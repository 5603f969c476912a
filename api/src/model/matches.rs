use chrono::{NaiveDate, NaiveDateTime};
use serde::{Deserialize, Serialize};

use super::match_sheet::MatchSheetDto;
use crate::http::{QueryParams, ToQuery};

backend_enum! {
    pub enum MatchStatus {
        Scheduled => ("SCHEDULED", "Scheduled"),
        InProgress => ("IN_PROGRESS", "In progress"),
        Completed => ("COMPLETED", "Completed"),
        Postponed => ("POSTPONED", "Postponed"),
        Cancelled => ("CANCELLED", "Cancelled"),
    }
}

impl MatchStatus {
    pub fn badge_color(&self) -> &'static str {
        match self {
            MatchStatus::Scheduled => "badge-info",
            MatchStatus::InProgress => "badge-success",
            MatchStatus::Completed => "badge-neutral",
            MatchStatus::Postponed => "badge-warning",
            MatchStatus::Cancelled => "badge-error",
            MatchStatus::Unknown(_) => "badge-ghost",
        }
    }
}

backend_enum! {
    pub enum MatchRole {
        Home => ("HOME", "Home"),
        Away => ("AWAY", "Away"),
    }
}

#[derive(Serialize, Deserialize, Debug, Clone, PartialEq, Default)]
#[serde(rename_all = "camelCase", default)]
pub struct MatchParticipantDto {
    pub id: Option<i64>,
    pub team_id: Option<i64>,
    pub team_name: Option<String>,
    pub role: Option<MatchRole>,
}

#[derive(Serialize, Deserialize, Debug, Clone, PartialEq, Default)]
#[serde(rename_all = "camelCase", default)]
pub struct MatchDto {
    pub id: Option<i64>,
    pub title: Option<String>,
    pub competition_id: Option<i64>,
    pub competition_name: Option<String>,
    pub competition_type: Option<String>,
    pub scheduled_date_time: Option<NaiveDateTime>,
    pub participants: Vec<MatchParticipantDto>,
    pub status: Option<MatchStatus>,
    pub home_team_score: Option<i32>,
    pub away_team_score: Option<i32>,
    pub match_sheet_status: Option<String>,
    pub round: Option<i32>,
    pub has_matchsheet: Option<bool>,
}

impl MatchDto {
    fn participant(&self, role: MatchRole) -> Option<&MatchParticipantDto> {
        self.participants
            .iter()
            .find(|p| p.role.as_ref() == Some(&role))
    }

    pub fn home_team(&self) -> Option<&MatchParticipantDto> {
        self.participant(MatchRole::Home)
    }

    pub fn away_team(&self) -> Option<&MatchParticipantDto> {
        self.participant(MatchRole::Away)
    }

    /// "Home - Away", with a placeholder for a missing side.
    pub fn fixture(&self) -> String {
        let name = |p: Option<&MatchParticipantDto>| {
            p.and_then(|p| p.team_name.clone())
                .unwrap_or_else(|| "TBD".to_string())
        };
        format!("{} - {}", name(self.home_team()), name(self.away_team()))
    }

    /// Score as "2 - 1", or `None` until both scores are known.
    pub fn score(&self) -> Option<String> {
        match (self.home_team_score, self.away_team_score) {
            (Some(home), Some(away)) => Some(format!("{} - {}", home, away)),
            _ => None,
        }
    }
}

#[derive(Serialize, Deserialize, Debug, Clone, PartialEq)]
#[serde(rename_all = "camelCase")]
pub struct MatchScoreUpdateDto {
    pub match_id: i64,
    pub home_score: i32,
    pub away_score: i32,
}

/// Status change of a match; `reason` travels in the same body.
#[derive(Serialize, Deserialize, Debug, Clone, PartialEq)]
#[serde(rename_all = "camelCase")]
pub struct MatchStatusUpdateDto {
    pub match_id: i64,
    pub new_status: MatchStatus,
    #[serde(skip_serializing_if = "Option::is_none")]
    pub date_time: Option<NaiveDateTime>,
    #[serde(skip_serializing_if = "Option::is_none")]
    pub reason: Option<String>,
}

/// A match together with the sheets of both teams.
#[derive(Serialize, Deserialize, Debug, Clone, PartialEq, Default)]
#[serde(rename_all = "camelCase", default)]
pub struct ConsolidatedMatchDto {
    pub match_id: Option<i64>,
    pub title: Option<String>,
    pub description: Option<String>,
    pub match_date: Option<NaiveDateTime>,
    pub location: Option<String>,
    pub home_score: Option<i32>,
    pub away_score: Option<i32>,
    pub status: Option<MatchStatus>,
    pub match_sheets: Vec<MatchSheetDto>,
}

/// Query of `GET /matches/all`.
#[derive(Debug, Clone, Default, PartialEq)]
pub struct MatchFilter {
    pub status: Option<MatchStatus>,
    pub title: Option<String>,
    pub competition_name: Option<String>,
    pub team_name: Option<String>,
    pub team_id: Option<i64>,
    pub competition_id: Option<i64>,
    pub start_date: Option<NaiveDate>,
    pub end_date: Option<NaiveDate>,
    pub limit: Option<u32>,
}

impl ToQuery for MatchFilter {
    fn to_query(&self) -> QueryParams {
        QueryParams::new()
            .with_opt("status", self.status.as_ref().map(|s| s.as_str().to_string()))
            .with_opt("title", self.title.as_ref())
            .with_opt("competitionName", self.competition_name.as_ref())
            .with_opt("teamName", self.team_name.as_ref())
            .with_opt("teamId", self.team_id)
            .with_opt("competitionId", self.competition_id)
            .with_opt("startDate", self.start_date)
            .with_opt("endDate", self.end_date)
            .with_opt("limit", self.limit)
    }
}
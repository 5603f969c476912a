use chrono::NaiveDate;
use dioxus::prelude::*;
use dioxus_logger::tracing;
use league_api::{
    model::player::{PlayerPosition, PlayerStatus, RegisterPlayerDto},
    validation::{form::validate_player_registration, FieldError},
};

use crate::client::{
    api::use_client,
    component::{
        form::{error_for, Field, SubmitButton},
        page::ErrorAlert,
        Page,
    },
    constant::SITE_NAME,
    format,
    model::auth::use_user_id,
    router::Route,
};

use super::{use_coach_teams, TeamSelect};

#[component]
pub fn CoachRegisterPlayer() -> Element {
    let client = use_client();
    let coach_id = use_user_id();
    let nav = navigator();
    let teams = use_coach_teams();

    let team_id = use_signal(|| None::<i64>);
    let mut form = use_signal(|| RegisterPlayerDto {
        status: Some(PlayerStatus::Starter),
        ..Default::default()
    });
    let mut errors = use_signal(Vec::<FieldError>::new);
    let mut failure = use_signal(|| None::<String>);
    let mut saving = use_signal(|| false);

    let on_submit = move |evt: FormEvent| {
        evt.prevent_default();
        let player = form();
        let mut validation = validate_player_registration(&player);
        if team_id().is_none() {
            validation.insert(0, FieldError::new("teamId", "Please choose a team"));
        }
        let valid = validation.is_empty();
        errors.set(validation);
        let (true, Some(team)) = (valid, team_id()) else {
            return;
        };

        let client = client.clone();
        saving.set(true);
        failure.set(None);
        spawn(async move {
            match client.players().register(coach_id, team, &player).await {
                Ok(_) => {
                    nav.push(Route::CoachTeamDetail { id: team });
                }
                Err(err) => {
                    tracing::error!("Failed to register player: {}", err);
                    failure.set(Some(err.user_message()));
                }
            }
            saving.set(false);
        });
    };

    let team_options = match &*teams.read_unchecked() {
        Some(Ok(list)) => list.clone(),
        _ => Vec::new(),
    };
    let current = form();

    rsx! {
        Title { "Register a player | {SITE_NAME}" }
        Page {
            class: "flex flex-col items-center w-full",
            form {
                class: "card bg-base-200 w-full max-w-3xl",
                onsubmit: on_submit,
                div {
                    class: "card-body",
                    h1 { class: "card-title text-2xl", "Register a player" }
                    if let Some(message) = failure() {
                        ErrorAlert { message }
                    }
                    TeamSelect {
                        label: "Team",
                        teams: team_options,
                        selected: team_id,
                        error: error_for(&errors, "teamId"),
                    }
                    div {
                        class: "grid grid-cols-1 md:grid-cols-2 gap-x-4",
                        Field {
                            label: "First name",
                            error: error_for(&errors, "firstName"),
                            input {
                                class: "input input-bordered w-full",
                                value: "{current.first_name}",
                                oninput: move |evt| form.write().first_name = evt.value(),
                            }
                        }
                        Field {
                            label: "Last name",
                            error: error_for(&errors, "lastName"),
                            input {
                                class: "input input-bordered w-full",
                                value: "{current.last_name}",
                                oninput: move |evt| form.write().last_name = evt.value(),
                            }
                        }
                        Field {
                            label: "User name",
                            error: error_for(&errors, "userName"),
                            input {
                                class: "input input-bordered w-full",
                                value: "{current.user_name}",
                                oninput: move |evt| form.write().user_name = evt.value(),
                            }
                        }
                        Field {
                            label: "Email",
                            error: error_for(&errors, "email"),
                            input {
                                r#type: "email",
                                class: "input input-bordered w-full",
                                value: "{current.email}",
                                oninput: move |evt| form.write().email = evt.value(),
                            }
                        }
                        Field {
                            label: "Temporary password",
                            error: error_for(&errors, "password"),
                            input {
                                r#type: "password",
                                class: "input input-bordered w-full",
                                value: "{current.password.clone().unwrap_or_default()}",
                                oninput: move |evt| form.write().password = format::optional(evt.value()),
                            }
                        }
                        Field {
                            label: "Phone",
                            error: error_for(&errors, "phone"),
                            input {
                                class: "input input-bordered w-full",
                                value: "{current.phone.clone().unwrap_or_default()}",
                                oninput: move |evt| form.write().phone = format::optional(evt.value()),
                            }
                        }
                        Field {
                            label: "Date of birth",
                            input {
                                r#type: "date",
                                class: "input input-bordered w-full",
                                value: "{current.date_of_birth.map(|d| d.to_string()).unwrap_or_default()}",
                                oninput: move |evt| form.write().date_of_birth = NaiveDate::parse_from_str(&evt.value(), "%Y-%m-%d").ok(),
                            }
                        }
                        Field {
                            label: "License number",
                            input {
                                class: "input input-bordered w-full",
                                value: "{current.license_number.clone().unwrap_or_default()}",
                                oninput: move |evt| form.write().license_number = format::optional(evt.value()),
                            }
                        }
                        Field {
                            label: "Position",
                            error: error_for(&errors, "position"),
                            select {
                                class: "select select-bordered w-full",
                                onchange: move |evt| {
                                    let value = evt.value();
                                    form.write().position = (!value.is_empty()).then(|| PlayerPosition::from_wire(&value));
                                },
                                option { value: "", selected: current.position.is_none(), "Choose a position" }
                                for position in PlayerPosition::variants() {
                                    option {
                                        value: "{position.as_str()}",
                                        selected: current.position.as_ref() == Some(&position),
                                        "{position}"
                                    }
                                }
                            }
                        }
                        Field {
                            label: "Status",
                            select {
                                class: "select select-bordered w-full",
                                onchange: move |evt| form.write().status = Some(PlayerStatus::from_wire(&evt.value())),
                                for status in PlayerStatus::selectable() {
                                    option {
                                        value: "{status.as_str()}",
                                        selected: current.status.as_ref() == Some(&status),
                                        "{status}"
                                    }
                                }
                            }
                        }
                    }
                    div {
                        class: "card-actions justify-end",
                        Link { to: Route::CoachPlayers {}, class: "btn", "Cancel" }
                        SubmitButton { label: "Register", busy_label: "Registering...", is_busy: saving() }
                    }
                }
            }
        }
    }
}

- - - - - - -

## Brief
Up to and including the line that contains "pub enum MatchStatus", output the records above exactly, beginning with their first line.

## Answer area
repository 5603f969c476912a
filename api/src/model/matches.rs
use chrono::{NaiveDate, NaiveDateTime};
use serde::{Deserialize, Serialize};

use super::match_sheet::MatchSheetDto;
use crate::http::{QueryParams, ToQuery};

backend_enum! {
    pub enum MatchStatus {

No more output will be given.